* Aim of the task *
Return, without anything added, the lines from the one containing "has been resumed" through the end of the entries below, exactly as written.

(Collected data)
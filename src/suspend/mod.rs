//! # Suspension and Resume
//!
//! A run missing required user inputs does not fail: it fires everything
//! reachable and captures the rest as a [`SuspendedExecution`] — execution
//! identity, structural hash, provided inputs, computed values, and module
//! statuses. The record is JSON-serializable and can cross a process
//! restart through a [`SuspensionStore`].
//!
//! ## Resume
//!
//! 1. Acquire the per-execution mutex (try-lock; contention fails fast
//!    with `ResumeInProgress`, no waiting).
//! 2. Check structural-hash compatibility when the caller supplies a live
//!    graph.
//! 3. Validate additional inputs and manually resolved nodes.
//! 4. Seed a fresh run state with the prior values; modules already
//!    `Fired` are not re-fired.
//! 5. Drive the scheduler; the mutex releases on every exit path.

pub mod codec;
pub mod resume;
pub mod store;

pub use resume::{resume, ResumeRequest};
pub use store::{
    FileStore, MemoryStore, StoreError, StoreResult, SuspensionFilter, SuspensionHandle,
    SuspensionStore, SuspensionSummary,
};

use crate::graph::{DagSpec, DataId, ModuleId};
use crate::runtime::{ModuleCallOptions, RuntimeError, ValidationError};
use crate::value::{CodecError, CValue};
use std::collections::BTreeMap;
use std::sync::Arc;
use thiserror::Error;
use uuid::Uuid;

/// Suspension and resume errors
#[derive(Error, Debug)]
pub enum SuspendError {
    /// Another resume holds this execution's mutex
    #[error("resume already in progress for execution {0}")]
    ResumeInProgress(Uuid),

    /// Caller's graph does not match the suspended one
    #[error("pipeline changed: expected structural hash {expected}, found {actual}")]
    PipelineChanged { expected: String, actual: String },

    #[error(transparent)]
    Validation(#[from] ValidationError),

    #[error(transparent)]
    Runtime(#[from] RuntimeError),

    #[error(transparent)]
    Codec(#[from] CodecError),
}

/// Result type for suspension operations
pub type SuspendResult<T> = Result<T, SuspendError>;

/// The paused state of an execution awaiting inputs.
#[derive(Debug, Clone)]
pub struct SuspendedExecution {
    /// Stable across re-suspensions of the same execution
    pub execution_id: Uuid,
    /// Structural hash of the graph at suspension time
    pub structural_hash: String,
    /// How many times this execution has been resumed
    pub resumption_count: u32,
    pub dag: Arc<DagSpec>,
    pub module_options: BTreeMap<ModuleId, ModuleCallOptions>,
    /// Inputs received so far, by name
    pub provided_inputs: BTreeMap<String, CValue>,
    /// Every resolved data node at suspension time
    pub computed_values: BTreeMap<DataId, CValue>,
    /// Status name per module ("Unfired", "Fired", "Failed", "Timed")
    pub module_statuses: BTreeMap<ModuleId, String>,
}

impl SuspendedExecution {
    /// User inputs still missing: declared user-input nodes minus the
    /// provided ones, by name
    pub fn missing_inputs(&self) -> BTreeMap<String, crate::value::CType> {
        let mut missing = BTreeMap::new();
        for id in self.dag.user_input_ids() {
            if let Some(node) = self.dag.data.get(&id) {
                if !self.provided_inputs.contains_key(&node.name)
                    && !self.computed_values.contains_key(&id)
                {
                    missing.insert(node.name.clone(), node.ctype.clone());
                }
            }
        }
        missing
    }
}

* Exercise output *
    /// How many times this execution has been resumed
    pub resumption_count: u32,
    pub dag: Arc<DagSpec>,
    pub module_options: BTreeMap<ModuleId, ModuleCallOptions>,
    /// Inputs received so far, by name
    pub provided_inputs: BTreeMap<String, CValue>,
    /// Every resolved data node at suspension time
    pub computed_values: BTreeMap<DataId, CValue>,
    /// Status name per module ("Unfired", "Fired", "Failed", "Timed")
    pub module_statuses: BTreeMap<ModuleId, String>,
}

impl SuspendedExecution {
    /// User inputs still missing: declared user-input nodes minus the
    /// provided ones, by name
    pub fn missing_inputs(&self) -> BTreeMap<String, crate::value::CType> {
        let mut missing = BTreeMap::new();
        for id in self.dag.user_input_ids() {
            if let Some(node) = self.dag.data.get(&id) {
                if !self.provided_inputs.contains_key(&node.name)
                    && !self.computed_values.contains_key(&id)
                {
                    missing.insert(node.name.clone(), node.ctype.clone());
                }
            }
        }
        missing
    }
}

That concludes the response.